Human NSCs (hNSCs) possess tumor tracking characteristics. (A and B) Rodent CNS-1 glioblastoma cells and human NSCs were implanted as per Paradigm 3 into opposite hemispheres of an adult mouse. Pictured 7 days later at low power (A) and high power (B) is a section through the neutral red-stained tumor (outlined by arrowheads) intermixed with human NSCs (identified by their brown nuclei following reaction with an anti-human nuclear antibody) (arrows) that migrated from the contralateral side. (C–E) Human HGL21 glioblastoma cells and hNSCs were similarly implanted into opposite hemispheres.
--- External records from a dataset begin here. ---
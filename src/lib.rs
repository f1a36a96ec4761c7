//! Stable-fluids smoke simulation on a small square grid.
//!
//! The [`Solver`] advances a velocity field and a passive density field
//! with implicit diffusion, semi-Lagrangian advection and a pressure
//! projection, so any time step stays stable. [`renderer`] and [`input`]
//! hold the display-side pieces: color ramps, texture packing and pointer
//! tracking.

pub mod config;
pub mod error;
pub mod field;
pub mod input;
pub mod renderer;
pub mod solver;

pub use error::{ConfigError, InjectError};
pub use field::Field;
pub use solver::{Boundary, Solver, SolverParams};
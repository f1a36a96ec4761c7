use crate::field::Field;

/// Central-difference divergence at interior cell `(i, j)`, in grid units.
#[inline]
pub fn divergence_at(vx: &Field, vy: &Field, i: usize, j: usize) -> f64 {
    0.5 * (vx.get(i + 1, j) - vx.get(i - 1, j) + vy.get(i, j + 1) - vy.get(i, j - 1))
}

/// L1 norm of the discrete divergence over interior cells.
pub fn divergence_norm(vx: &Field, vy: &Field) -> f64 {
    let n = vx.n();
    let mut sum = 0.0;
    for j in 1..=n {
        for i in 1..=n {
            sum += divergence_at(vx, vy, i, j).abs();
        }
    }
    sum
}

/// Total density over interior cells.
pub fn total_density(density: &Field) -> f64 {
    density.sum()
}

/// Volume-averaged kinetic energy: KE = 0.5 * <vx² + vy²>.
pub fn kinetic_energy(vx: &Field, vy: &Field) -> f64 {
    let n = vx.n();
    let mut sum = 0.0;
    for j in 1..=n {
        for i in 1..=n {
            let (u, v) = (vx.get(i, j), vy.get(i, j));
            sum += u * u + v * v;
        }
    }
    0.5 * sum / (n * n) as f64
}

/// Largest interior speed.
pub fn max_speed(vx: &Field, vy: &Field) -> f64 {
    vx.interior()
        .map(|(i, j, u)| {
            let v = vy.get(i, j);
            (u * u + v * v).sqrt()
        })
        .fold(0.0_f64, f64::max)
}
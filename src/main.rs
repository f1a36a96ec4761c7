use std::sync::atomic::{AtomicBool, Ordering};
use std::sync::Arc;
use std::time::Instant;

use anyhow::{Context, Result};
use log::{info, warn};
use minifb::{Key, KeyRepeat, MouseButton, MouseMode, Window, WindowOptions};

use teacup::config::{self, Config};
use teacup::input::{window_to_unit, Injection, PointerTracker};
use teacup::renderer::{self, ColorMap, VizMode};
use teacup::solver::diagnostics;
use teacup::Solver;

struct Defaults;

impl Defaults {
    const HEADLESS_STEPS: usize = 200;
    const LOG_EVERY: usize = 10;
    /// Density poured in while the left button is held.
    const POUR_DENSITY: f64 = 1.0;
    /// Frame times above this are treated as a stall and capped.
    const MAX_FRAME_DT: f64 = 0.1;
}

fn is_headless() -> bool {
    std::env::args().any(|a| a == "--headless")
}

/// Parse `--headless <steps>` from CLI args.
fn parse_headless_steps() -> usize {
    let args: Vec<String> = std::env::args().collect();
    args.windows(2)
        .find(|w| w[0] == "--headless")
        .and_then(|w| w[1].parse().ok())
        .unwrap_or(Defaults::HEADLESS_STEPS)
}

fn create_solver(cfg: &Config) -> Solver {
    let mut solver = Solver::with_params(cfg.sim.n, cfg.sim.solver_params());
    solver.seed_gradient(&ColorMap::initial_density());
    solver
}

fn apply_injection(solver: &mut Solver, inj: Injection) {
    if let Err(e) = solver.inject(inj.x, inj.y, inj.density, inj.force, inj.dir_x, inj.dir_y) {
        warn!("dropped pointer injection: {e}");
    }
}

fn format_title(solver: &Solver, viz: VizMode, fps: u32) -> String {
    let p = solver.params();
    format!(
        "teacup [{}] n={} visc={:.4} diff={:.4} | {} fps | r=restart v=viz esc=quit",
        viz.label(),
        solver.n(),
        p.visc,
        p.diff,
        fps,
    )
}

fn log_diagnostics(step: usize, solver: &Solver) {
    info!(
        "step={} mass={:.4} ke={:.6e} max|v|={:.4} div={:.4e}",
        step,
        diagnostics::total_density(solver.density()),
        diagnostics::kinetic_energy(solver.u(), solver.v()),
        diagnostics::max_speed(solver.u(), solver.v()),
        diagnostics::divergence_norm(solver.u(), solver.v()),
    );
}

fn main() -> Result<()> {
    env_logger::Builder::from_env(env_logger::Env::default().default_filter_or("info")).init();

    let cfg = config::load();
    if is_headless() {
        run_headless(&cfg, parse_headless_steps());
        Ok(())
    } else {
        run_gui(&cfg)
    }
}

/// Run the solver without a window, stirring a circle around the centre.
fn run_headless(cfg: &Config, steps: usize) {
    let mut solver = create_solver(cfg);
    let n = solver.n();
    let dt = cfg.sim.dt;
    let mut tracker = PointerTracker::new(cfg.pointer.force, 1.0, None);

    info!("headless run: n={n} steps={steps} dt={dt}");
    let start = Instant::now();
    for step in 0..steps {
        let angle = step as f64 * 0.1;
        let (ux, uy) = (0.5 + 0.25 * angle.cos(), 0.5 + 0.25 * angle.sin());
        if let Some(inj) = tracker.on_move(ux, uy, n) {
            apply_injection(&mut solver, inj);
        }
        solver.step(dt);
        if step % Defaults::LOG_EVERY == 0 {
            log_diagnostics(step, &solver);
        }
    }
    let elapsed = start.elapsed().as_secs_f64();
    info!("done: {:.2} ms/step", 1000.0 * elapsed / steps.max(1) as f64);
}

fn run_gui(cfg: &Config) -> Result<()> {
    let width = cfg.display.width;
    let height = cfg.display.height;

    let mut window = Window::new(
        "teacup",
        width,
        height,
        WindowOptions {
            resize: true,
            ..WindowOptions::default()
        },
    )
    .context("failed to create window")?;
    window.set_target_fps(cfg.display.target_fps);

    // Ctrl+C handler
    let running = Arc::new(AtomicBool::new(true));
    let r = running.clone();
    ctrlc::set_handler(move || {
        r.store(false, Ordering::SeqCst);
    })
    .context("failed to set Ctrl+C handler")?;

    let mut solver = create_solver(cfg);
    let n = solver.n();
    let viz_map = ColorMap::milk_tea();
    let speed_map = ColorMap::initial_density();
    let mut tracker = cfg.pointer.tracker();
    let mut viz = VizMode::default();

    let (mut w, mut h) = (width, height);
    let mut framebuf = vec![0u32; w * h];
    let mut texture: Vec<f32> = Vec::new();

    let mut last_frame = Instant::now();
    let mut last_fps_time = Instant::now();
    let mut frame_count = 0u32;
    let mut step_count = 0usize;

    while window.is_open() && running.load(Ordering::SeqCst) {
        if window.is_key_pressed(Key::Escape, KeyRepeat::No) {
            break;
        }

        // R: restart from the initial gradient
        if window.is_key_pressed(Key::R, KeyRepeat::No) {
            solver.seed_gradient(&ColorMap::initial_density());
            tracker.release();
            info!("restart");
        }

        // V: cycle visualization mode
        if window.is_key_pressed(Key::V, KeyRepeat::No) {
            viz = viz.next();
        }

        // --- Pointer ---
        match window.get_mouse_pos(MouseMode::Discard) {
            Some((px, py)) => {
                let (ux, uy) = window_to_unit(px, py, w, h);
                if let Some(mut inj) = tracker.on_move(ux, uy, n) {
                    if window.get_mouse_down(MouseButton::Left) {
                        inj.density = Defaults::POUR_DENSITY;
                    }
                    apply_injection(&mut solver, inj);
                }
            }
            None => tracker.release(),
        }

        // --- Step ---
        let now = Instant::now();
        let dt = if cfg.sim.fixed_dt {
            cfg.sim.dt
        } else {
            now.duration_since(last_frame).as_secs_f64().min(Defaults::MAX_FRAME_DT)
        };
        last_frame = now;
        solver.step(dt);
        step_count += 1;

        // --- Render ---
        let (new_w, new_h) = window.get_size();
        if new_w != w || new_h != h {
            w = new_w.max(1);
            h = new_h.max(1);
            framebuf = vec![0u32; w * h];
        }
        match viz {
            VizMode::Density => renderer::density_texture(solver.density(), &viz_map, &mut texture),
            VizMode::Speed => renderer::speed_texture(solver.u(), solver.v(), &speed_map, &mut texture),
        }
        renderer::texture_to_argb(&texture, n, w, h, &mut framebuf);
        window
            .update_with_buffer(&framebuf, w, h)
            .context("failed to present frame")?;

        frame_count += 1;
        let since = last_fps_time.elapsed();
        if since.as_secs_f64() >= 1.0 {
            let fps = (frame_count as f64 / since.as_secs_f64()).round() as u32;
            window.set_title(&format_title(&solver, viz, fps));
            log::debug!("step={step_count} fps={fps}");
            frame_count = 0;
            last_fps_time = Instant::now();
        }
    }

    info!("exiting after {step_count} steps");
    Ok(())
}
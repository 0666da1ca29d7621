// Author: kelexine (https://github.com/kelexine)
// error.rs — Errors at the file-reading boundary

use std::io;
use std::path::{Path, PathBuf};
use thiserror::Error;

/// Why a source file could not be read. Rendered into the `error` field of a
/// failed batch entry; never raised past the batch.
#[derive(Error, Debug)]
pub enum SourceError {
    #[error("File not found: {}", .0.display())]
    NotFound(PathBuf),
    #[error("Permission denied: {}", .0.display())]
    PermissionDenied(PathBuf),
    #[error("Failed to read file: {} ({source})", .path.display())]
    Io {
        path: PathBuf,
        #[source]
        source: io::Error,
    },
}

impl SourceError {
    pub fn from_io(path: &Path, err: io::Error) -> Self {
        match err.kind() {
            io::ErrorKind::NotFound => SourceError::NotFound(path.to_path_buf()),
            io::ErrorKind::PermissionDenied => SourceError::PermissionDenied(path.to_path_buf()),
            _ => SourceError::Io {
                path: path.to_path_buf(),
                source: err,
            },
        }
    }
}

/// Read a file as UTF-8, replacing invalid sequences.
pub fn read_source(path: &Path) -> Result<String, SourceError> {
    let bytes = std::fs::read(path).map_err(|e| SourceError::from_io(path, e))?;
    Ok(String::from_utf8_lossy(&bytes).into_owned())
}
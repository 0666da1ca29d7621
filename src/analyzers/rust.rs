// Author: kelexine (https://github.com/kelexine)
// analyzers/rust.rs — Rust fn, struct and impl detection

use super::{Analyzer, SourceLines, scan_brace_functions};
use crate::language::Language;
use crate::models::{FunctionInfo, Metrics};
use once_cell::sync::Lazy;
use regex::Regex;

// pub / pub(crate) / const / async / unsafe / extern "C" fn name( or name<
static RE_RUST_FN: Lazy<Vec<Regex>> = Lazy::new(|| {
    vec![
        Regex::new(r#"^\s*(?:pub(?:\s*\([^)]*\))?\s+)?(?:(?:const|async|unsafe|extern(?:\s+"[^"]*")?)\s+)*fn\s+([A-Za-z_]\w*)\s*[<(]"#)
            .unwrap(),
    ]
});

static RE_RUST_STRUCT: Lazy<Regex> = Lazy::new(|| {
    Regex::new(r"^\s*(?:pub(?:\s*\([^)]*\))?\s+)?struct\s+\w+").unwrap()
});

static RE_RUST_IMPL: Lazy<Regex> = Lazy::new(|| {
    Regex::new(r"^\s*(?:unsafe\s+)?impl\b(?:\s*<[^>]*>)?\s+\w+").unwrap()
});

pub struct RustAnalyzer;

impl Analyzer for RustAnalyzer {
    fn language(&self) -> Language {
        Language::Rust
    }

    fn analyze(&self, content: &str) -> (Metrics, Vec<FunctionInfo>) {
        let source = SourceLines::new(content, Language::Rust);
        let functions = scan_brace_functions(&source, Language::Rust, &RE_RUST_FN, &[]);
        let classes = source.count_matches(&RE_RUST_STRUCT) + source.count_matches(&RE_RUST_IMPL);
        let metrics = source.metrics(functions.len(), classes);
        (metrics, functions)
    }
}
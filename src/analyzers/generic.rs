// Author: kelexine (https://github.com/kelexine)
// analyzers/generic.rs — Fallback for languages without a grammar

use super::{Analyzer, SourceLines};
use crate::language::Language;
use crate::models::{FunctionInfo, Metrics};

/// Total and blank lines only. Comments are unknown, so every non-blank line
/// is code; no functions, classes or complexity.
pub struct GenericAnalyzer;

impl Analyzer for GenericAnalyzer {
    fn language(&self) -> Language {
        Language::Generic
    }

    fn analyze(&self, content: &str) -> (Metrics, Vec<FunctionInfo>) {
        let source = SourceLines::new(content, Language::Generic);
        let metrics = Metrics::from_counts(source.total(), source.blank(), 0, 0, 0);
        (metrics, Vec::new())
    }
}
// tests/cli.rs — Testing CLI flags, outputs, and errors

mod common;
use common::{make_fixture, run_code_stats, stdout_json};

#[test]
fn test_basic_scan_exits_zero() {
    let fixture = make_fixture(&[
        ("main.rs", "fn main() {\n    println!(\"hello\");\n}\n"),
        ("lib.py", "def add(a, b):\n    return a + b\n"),
    ]);

    let out = run_code_stats(&[fixture.path().to_str().unwrap()]);
    assert!(out.status.success(), "code-stats exited non-zero: {:?}", out.status);
    let stdout = String::from_utf8_lossy(&out.stdout);
    assert!(stdout.contains("main.rs"), "missing file header:\n{}", stdout);
    assert!(stdout.contains("2 files analyzed. 0 warnings total."), "{}", stdout);
}

#[test]
fn test_json_report_shape() {
    let fixture = make_fixture(&[
        ("b.go", "package b\n\nfunc B() {\n}\n"),
        ("a.ts", "export function a(x?: number) {\n  return x ?? 0;\n}\n"),
        ("notes.md", "# not code\n"),
    ]);

    let out = run_code_stats(&[fixture.path().to_str().unwrap(), "--json"]);
    assert!(out.status.success());
    let v = stdout_json(&out);
    assert_eq!(v["files_analyzed"], 2);
    assert_eq!(v["results"][0]["filename"], "a.ts");
    assert_eq!(v["results"][0]["language"], "typescript");
    assert_eq!(v["results"][0]["functions"][0]["complexity"], 2);
    assert_eq!(v["results"][1]["filename"], "b.go");
    assert_eq!(v["aggregate"]["total_functions"], 2);
    assert_eq!(v["aggregate"]["errors"], 0);
}

#[test]
fn test_threshold_flags_produce_warnings() {
    let fixture = make_fixture(&[(
        "w.py",
        "def w(a, b):\n    if a and b:\n        return 1\n    return 0\n",
    )]);

    let out = run_code_stats(&[
        fixture.path().join("w.py").to_str().unwrap(),
        "--json",
        "--max-complexity",
        "2",
        "--max-function-lines",
        "3",
        "--max-file-lines",
        "3",
    ]);
    let v = stdout_json(&out);
    let warnings: Vec<_> = v["results"][0]["warnings"]
        .as_array()
        .unwrap()
        .iter()
        .map(|w| w.as_str().unwrap().to_string())
        .collect();
    assert_eq!(
        warnings,
        vec![
            "File has 5 total lines (exceeds 3 line limit)",
            "Function 'w' is 4 lines (exceeds 3 line limit)",
            "Function 'w' has complexity 3 (exceeds 2)",
        ]
    );
    assert_eq!(v["summary"], "1 file analyzed. 3 warnings total.");
}

#[test]
fn test_summary_flag_omits_results() {
    let fixture = make_fixture(&[("x.rs", "fn x() {}\n")]);
    let out = run_code_stats(&[fixture.path().to_str().unwrap(), "--json", "--summary"]);
    let v = stdout_json(&out);
    assert!(v.get("results").is_none());
    assert_eq!(v["aggregate"]["total_lines"], 2);
}

#[test]
fn test_language_override_for_extensionless_file() {
    let fixture = make_fixture(&[("script", "def run():\n    pass\n")]);
    let target = fixture.path().join("script");

    let out = run_code_stats(&[target.to_str().unwrap(), "--json", "-l", "py"]);
    let v = stdout_json(&out);
    assert_eq!(v["results"][0]["filename"], "script");
    assert_eq!(v["results"][0]["language"], "python");
    assert_eq!(v["results"][0]["metrics"]["functions"], 1);
}

#[test]
fn test_skip_dirs_and_max_files() {
    let fixture = make_fixture(&[
        ("node_modules/dep/index.js", "function dep() {}\n"),
        ("src/a.js", "function a() {}\n"),
        ("src/b.js", "function b() {}\n"),
        ("src/c.js", "function c() {}\n"),
    ]);

    let out = run_code_stats(&[fixture.path().to_str().unwrap(), "--json", "--max-files", "2"]);
    let v = stdout_json(&out);
    assert_eq!(v["files_analyzed"], 2);
    assert_eq!(v["results"][0]["filename"], "src/a.js");
    assert_eq!(v["results"][1]["filename"], "src/b.js");
}

#[test]
fn test_no_parallel_matches_parallel() {
    let fixture = make_fixture(&[
        ("a.py", "def a():\n    return 1\n"),
        ("b.rs", "fn b() {}\n"),
        ("c.go", "package c\n"),
    ]);
    let dir = fixture.path().to_str().unwrap();

    let parallel = stdout_json(&run_code_stats(&[dir, "--json"]));
    let serial = stdout_json(&run_code_stats(&[dir, "--json", "--no-parallel"]));
    assert_eq!(parallel, serial);
}

#[test]
fn test_missing_path_is_fatal() {
    let out = run_code_stats(&["/definitely/not/a/real/path"]);
    assert_eq!(out.status.code(), Some(1));
    let stderr = String::from_utf8_lossy(&out.stderr);
    assert!(stderr.contains("[ERROR]"), "{}", stderr);
    assert!(stderr.contains("Path does not exist"), "{}", stderr);
}

#[test]
fn test_help_flag() {
    let out = run_code_stats(&["--help"]);
    assert!(out.status.success());
    let stdout = String::from_utf8_lossy(&out.stdout);
    assert!(stdout.contains("--max-complexity"));
    assert!(stdout.contains("--stdin"));
}
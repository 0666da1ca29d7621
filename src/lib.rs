// Author: kelexine (https://github.com/kelexine)
// lib.rs — Source metrics engine: line classification, function discovery,
// cyclomatic complexity and threshold warnings for Python, JavaScript,
// TypeScript, Go and Rust.

pub mod aggregate;
pub mod analyzers;
pub mod collect;
pub mod complexity;
pub mod config;
pub mod error;
pub mod export;
pub mod language;
pub mod lexer;
pub mod models;
pub mod protocol;

pub use aggregate::{
    BatchOptions, analyze_code, analyze_file, analyze_files, analyze_inputs, analyze_snippet,
    analyze_source, generate_warnings,
};
pub use collect::{SourceFile, collect_files};
pub use error::SourceError;
pub use language::{Language, ResolvedLanguage};
pub use models::{
    Aggregate, BatchReport, CodeReport, FileFailure, FileOutcome, FileReport, FunctionInfo,
    Metrics, Thresholds,
};
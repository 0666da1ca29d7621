// Author: kelexine (https://github.com/kelexine)
// config/mod.rs — Global configuration loader

use serde::Deserialize;
use std::path::{Path, PathBuf};
use tracing::{debug, warn};

use crate::models::Thresholds;

/// Represents the structure of the global `config.toml`.
#[derive(Deserialize, Default, Debug, PartialEq, Eq)]
pub struct GlobalConfig {
    pub max_file_lines: Option<usize>,
    pub max_function_lines: Option<usize>,
    pub max_complexity: Option<usize>,
    pub max_files: Option<usize>,
    pub parallel: Option<bool>,
}

impl GlobalConfig {
    /// `<config_dir>/code-stats/config.toml`, if the platform has a config dir.
    pub fn default_path() -> Option<PathBuf> {
        dirs::config_dir().map(|mut path| {
            path.push("code-stats");
            path.push("config.toml");
            path
        })
    }

    /// Attempt to load the global configuration, returning a default instance if it fails or missing.
    pub fn load() -> Self {
        Self::default_path()
            .map(|p| Self::load_from(&p))
            .unwrap_or_default()
    }

    pub fn load_from(path: &Path) -> Self {
        if !path.exists() {
            return Self::default();
        }
        match std::fs::read_to_string(path) {
            Ok(content) => match toml::from_str(&content) {
                Ok(config) => {
                    debug!("loaded config from {}", path.display());
                    config
                }
                Err(e) => {
                    warn!("Failed to parse {}: {}", path.display(), e);
                    Self::default()
                }
            },
            Err(e) => {
                warn!("Failed to read {}: {}", path.display(), e);
                Self::default()
            }
        }
    }

    /// Config values layered over the built-in defaults.
    pub fn thresholds(&self) -> Thresholds {
        let base = Thresholds::default();
        Thresholds {
            max_file_lines: self.max_file_lines.unwrap_or(base.max_file_lines),
            max_function_lines: self.max_function_lines.unwrap_or(base.max_function_lines),
            max_complexity: self.max_complexity.unwrap_or(base.max_complexity),
        }
    }
}

#[cfg(test)]
mod tests {
    use super::*;
    use tempfile::tempdir;

    #[test]
    fn test_partial_config_layers_over_defaults() {
        let dir = tempdir().unwrap();
        let path = dir.path().join("config.toml");
        std::fs::write(&path, "max_complexity = 7\nparallel = false\n").unwrap();

        let config = GlobalConfig::load_from(&path);
        assert_eq!(config.parallel, Some(false));
        let t = config.thresholds();
        assert_eq!(t.max_complexity, 7);
        assert_eq!(t.max_file_lines, 300);
        assert_eq!(t.max_function_lines, 50);
    }

    #[test]
    fn test_malformed_or_missing_config_is_default() {
        let dir = tempdir().unwrap();
        let path = dir.path().join("config.toml");
        assert_eq!(GlobalConfig::load_from(&path), GlobalConfig::default());

        std::fs::write(&path, "max_complexity = \"lots\"").unwrap();
        assert_eq!(GlobalConfig::load_from(&path), GlobalConfig::default());
    }
}
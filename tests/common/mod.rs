// tests/common/mod.rs — Shared helpers for integration tests

#![allow(dead_code)]

use std::fs;
use std::io::Write;
use std::path::PathBuf;
use std::process::{Command, Output, Stdio};
pub use tempfile::TempDir;

/// Resolve the compiled binary from the workspace target directory
pub fn code_stats_bin() -> PathBuf {
    let mut path = std::env::current_exe()
        .expect("current_exe")
        .parent()
        .expect("parent")
        .to_path_buf();

    if path.ends_with("deps") {
        path.pop();
    }
    path.join(format!("code-stats{}", std::env::consts::EXE_SUFFIX))
}

fn command() -> Command {
    let mut cmd = Command::new(code_stats_bin());
    // Keep results independent of any config on the machine running the tests.
    let empty_config = std::env::temp_dir().join("code-stats-tests-no-config");
    cmd.env("XDG_CONFIG_HOME", &empty_config)
        .env("HOME", &empty_config)
        .env("NO_COLOR", "1");
    cmd
}

/// Execute the code-stats binary with given arguments
pub fn run_code_stats(args: &[&str]) -> Output {
    command()
        .args(args)
        .output()
        .expect("Failed to execute code-stats binary")
}

/// Execute `code-stats --stdin`, feeding `input` on stdin.
pub fn run_stdin(input: &str) -> Output {
    let mut child = command()
        .arg("--stdin")
        .stdin(Stdio::piped())
        .stdout(Stdio::piped())
        .stderr(Stdio::piped())
        .spawn()
        .expect("Failed to spawn code-stats binary");
    child
        .stdin
        .take()
        .expect("stdin")
        .write_all(input.as_bytes())
        .expect("write stdin");
    child.wait_with_output().expect("wait for code-stats")
}

/// Parse a command's stdout as JSON.
pub fn stdout_json(out: &Output) -> serde_json::Value {
    let stdout = String::from_utf8_lossy(&out.stdout);
    serde_json::from_str(&stdout)
        .unwrap_or_else(|e| panic!("stdout is not JSON ({e}):\n{stdout}"))
}

/// Create a temporary directory with a set of named files and content.
pub fn make_fixture(files: &[(&str, &str)]) -> TempDir {
    let dir = TempDir::new().expect("TempDir::new");
    for (name, content) in files {
        let path = dir.path().join(name);
        if let Some(parent) = path.parent() {
            fs::create_dir_all(parent).unwrap();
        }
        fs::write(&path, content).unwrap();
    }
    dir
}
Pictured at progressively higher power are sections through that neutral red-stained tumor intermixed with human NSCs (X-Gal⁺ blue) that migrated from the contralateral side. (Scale bars: A, 20 μm, 15 μm in B; C, 60 μm, 30 μm in D, and 15 μm in E.)

Figure 6

Bioactive transgene (CD) remains functional (as assayed by in vitro oncolysis) when expressed within NSCs. CNS-1 glioblastoma cells (red) were cocultured with CD-transduced murine NSCs (A and B) (blue). Cocultures unexposed to 5-FC grew healthily and confluent (A), whereas plates exposed to 5-FC showed dramatic loss of tumor cells (B), represented quantitatively by the histograms (*, P < 0.001). The oncolytic effect was identical whether 1 × 10⁵ CD-NSCs or half that number were cocultured with a constant number of tumor cells. (In this paradigm, subconfluent NSCs were still mitotic at the time of 5-FC exposure and thus also subject to self-elimination by the generated 5-fluorouracil and its toxic metabolites.)

Figure 7

Expression of a bioactive transgene (CD) delivered by NSCs is retained in vivo as assayed by reduction in tumor mass. The size of an intracranial glioblastoma populated with CD-NSCs in an adult nude mouse treated with 5-FC was compared with that of tumor treated with 5-FC but lacking CD-NSCs. These data, standardized against and expressed as a percentage of a control tumor populated with CD-NSCs receiving no treatment, are presented in the histograms in A. These measurements were derived from measuring the surface area of tumors (like those in Figs. 2–5), representative camera lucidas of which are presented in B–D. Note the large areas of a control non-5-FC-treated tumor containing CD-NSCs (B) and a control 5-FC-treated tumor lacking CD-NSCs (C) as compared with the dramatically smaller tumor areas of the 5-FC-treated animal who also received CD-NSCs (D) (≈80% reduction as per the histogram in A; *, P < 0.001), suggesting both activity and specificity of the transgene. The lack of effect of 5-FC on tumor mass when no CD-bearing NSCs were within the tumor (C) was identical to the effect of CD-NSCs in the tumor without the gene being used (B).